== Segment start ==

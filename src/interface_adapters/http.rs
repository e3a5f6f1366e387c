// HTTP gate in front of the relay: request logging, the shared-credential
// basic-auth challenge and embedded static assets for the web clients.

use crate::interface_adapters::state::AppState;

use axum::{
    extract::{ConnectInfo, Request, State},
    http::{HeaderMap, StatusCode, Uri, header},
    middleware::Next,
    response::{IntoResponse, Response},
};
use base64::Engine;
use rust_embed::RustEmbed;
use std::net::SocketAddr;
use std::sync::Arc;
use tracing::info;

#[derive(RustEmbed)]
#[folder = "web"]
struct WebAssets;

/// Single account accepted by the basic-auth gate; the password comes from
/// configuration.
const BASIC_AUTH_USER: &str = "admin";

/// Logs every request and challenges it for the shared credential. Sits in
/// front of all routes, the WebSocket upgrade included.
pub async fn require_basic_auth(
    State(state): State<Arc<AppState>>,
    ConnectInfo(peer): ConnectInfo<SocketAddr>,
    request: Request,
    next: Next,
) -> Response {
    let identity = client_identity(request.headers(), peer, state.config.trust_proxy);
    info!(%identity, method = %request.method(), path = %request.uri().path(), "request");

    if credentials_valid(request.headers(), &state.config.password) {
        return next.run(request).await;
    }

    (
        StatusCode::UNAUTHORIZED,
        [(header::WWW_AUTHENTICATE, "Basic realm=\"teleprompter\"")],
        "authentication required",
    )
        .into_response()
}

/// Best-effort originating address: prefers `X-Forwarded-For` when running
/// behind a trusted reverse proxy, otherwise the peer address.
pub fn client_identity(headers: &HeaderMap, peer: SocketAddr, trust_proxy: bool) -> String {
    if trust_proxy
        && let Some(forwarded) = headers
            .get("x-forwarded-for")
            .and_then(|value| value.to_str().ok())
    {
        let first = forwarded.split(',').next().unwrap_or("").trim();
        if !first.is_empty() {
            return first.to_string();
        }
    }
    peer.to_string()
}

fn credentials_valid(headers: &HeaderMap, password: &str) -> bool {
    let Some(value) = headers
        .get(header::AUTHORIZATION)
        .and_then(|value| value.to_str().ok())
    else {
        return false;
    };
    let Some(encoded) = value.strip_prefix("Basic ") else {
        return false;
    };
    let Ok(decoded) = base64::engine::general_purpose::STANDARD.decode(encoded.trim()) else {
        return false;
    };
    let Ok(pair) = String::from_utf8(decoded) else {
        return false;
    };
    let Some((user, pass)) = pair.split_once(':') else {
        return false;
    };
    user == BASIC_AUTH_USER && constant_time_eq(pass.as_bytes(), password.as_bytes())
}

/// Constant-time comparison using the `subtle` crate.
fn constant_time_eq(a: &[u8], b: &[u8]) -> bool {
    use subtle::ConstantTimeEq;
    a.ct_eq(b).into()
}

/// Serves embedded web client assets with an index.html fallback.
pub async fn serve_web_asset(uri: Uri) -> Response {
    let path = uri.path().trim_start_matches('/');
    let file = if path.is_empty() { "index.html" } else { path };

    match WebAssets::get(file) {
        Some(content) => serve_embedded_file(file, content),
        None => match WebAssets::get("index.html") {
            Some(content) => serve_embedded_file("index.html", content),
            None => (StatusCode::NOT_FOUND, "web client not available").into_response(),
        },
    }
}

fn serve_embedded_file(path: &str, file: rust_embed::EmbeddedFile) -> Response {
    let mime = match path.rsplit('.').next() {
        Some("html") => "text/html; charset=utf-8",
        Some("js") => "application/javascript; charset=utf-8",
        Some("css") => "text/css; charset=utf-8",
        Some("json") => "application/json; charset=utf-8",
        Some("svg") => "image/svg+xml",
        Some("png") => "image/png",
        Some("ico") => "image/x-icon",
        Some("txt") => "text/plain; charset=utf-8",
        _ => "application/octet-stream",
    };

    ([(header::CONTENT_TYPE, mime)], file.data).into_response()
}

== Segment end ==
== Segment start ==

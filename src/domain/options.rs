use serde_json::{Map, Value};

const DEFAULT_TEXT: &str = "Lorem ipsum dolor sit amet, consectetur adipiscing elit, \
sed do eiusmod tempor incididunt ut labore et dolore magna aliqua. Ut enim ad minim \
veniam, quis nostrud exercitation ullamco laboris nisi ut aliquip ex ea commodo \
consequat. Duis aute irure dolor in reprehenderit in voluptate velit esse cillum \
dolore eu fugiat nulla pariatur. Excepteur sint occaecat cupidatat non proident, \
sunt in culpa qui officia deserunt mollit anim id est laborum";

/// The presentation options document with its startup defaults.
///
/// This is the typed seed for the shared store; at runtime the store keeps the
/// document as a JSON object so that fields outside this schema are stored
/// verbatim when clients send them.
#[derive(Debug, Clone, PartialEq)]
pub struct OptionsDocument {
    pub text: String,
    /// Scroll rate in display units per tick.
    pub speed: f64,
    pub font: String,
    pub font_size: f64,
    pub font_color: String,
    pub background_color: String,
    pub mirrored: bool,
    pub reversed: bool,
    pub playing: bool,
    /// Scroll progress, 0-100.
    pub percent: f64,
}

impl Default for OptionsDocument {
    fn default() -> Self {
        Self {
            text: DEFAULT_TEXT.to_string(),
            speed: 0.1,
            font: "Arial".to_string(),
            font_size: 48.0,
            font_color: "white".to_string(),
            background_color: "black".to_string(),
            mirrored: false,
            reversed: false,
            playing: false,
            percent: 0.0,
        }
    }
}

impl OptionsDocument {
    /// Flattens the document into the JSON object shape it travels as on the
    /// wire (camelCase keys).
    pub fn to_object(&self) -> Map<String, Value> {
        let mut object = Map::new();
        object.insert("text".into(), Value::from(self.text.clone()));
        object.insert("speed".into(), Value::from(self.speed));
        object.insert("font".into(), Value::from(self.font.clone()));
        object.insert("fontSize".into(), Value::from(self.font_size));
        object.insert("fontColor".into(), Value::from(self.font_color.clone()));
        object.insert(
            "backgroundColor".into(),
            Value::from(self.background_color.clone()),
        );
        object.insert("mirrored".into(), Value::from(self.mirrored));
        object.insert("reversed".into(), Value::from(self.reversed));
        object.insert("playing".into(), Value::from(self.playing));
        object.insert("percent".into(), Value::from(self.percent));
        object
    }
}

== Segment end ==
== Segment start ==

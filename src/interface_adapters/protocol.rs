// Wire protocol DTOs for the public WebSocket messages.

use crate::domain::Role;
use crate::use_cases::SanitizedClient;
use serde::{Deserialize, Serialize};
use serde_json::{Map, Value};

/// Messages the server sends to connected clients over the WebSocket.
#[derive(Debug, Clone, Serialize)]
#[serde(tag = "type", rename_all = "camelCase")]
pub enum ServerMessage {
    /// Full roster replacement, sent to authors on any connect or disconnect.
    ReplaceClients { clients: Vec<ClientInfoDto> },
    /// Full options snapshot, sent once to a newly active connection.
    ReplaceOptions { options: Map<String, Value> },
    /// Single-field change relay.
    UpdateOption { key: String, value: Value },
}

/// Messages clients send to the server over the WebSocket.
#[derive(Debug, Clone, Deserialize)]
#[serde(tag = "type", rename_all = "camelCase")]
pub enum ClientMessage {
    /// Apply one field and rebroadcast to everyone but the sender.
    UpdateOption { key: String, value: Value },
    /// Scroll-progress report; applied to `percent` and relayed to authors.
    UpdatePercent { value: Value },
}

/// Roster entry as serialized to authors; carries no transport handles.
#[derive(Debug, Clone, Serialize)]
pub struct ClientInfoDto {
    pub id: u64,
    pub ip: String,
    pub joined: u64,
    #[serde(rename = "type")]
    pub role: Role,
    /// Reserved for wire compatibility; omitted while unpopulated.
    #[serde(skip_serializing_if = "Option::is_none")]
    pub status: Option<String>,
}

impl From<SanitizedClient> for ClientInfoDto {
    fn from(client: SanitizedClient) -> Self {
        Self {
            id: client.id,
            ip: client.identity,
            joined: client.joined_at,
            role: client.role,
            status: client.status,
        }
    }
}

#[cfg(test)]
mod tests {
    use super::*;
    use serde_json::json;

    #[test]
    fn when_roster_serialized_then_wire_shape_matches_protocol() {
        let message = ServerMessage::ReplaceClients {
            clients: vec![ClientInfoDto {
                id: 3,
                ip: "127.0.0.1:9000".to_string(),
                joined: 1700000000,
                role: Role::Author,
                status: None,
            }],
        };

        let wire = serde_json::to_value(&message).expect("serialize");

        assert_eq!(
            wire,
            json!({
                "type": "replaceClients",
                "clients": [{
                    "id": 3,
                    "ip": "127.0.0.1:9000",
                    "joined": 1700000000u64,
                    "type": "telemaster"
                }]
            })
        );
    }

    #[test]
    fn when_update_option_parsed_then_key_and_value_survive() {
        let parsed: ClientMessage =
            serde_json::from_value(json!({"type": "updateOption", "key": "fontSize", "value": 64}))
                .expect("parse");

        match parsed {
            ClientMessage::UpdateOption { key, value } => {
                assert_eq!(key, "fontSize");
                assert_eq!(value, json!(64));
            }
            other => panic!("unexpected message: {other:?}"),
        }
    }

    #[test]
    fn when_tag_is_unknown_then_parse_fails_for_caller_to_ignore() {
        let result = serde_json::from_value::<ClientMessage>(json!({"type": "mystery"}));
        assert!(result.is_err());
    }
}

== Segment end ==

Considering only the material above, set down every line from the one with "filename src/interface_adapters/http.rs" to the one with "SocketAddr, trust_proxy: bool)", inclusive, exactly as written.

▸ **Exercise solution**:
filename src/interface_adapters/http.rs
repository e3a5f6f1366e387c
// HTTP gate in front of the relay: request logging, the shared-credential
// basic-auth challenge and embedded static assets for the web clients.

use crate::interface_adapters::state::AppState;

use axum::{
    extract::{ConnectInfo, Request, State},
    http::{HeaderMap, StatusCode, Uri, header},
    middleware::Next,
    response::{IntoResponse, Response},
};
use base64::Engine;
use rust_embed::RustEmbed;
use std::net::SocketAddr;
use std::sync::Arc;
use tracing::info;

#[derive(RustEmbed)]
#[folder = "web"]
struct WebAssets;

/// Single account accepted by the basic-auth gate; the password comes from
/// configuration.
const BASIC_AUTH_USER: &str = "admin";

/// Logs every request and challenges it for the shared credential. Sits in
/// front of all routes, the WebSocket upgrade included.
pub async fn require_basic_auth(
    State(state): State<Arc<AppState>>,
    ConnectInfo(peer): ConnectInfo<SocketAddr>,
    request: Request,
    next: Next,
) -> Response {
    let identity = client_identity(request.headers(), peer, state.config.trust_proxy);
    info!(%identity, method = %request.method(), path = %request.uri().path(), "request");

    if credentials_valid(request.headers(), &state.config.password) {
        return next.run(request).await;
    }

    (
        StatusCode::UNAUTHORIZED,
        [(header::WWW_AUTHENTICATE, "Basic realm=\"teleprompter\"")],
        "authentication required",
    )
        .into_response()
}

/// Best-effort originating address: prefers `X-Forwarded-For` when running
/// behind a trusted reverse proxy, otherwise the peer address.
pub fn client_identity(headers: &HeaderMap, peer: SocketAddr, trust_proxy: bool) -> String {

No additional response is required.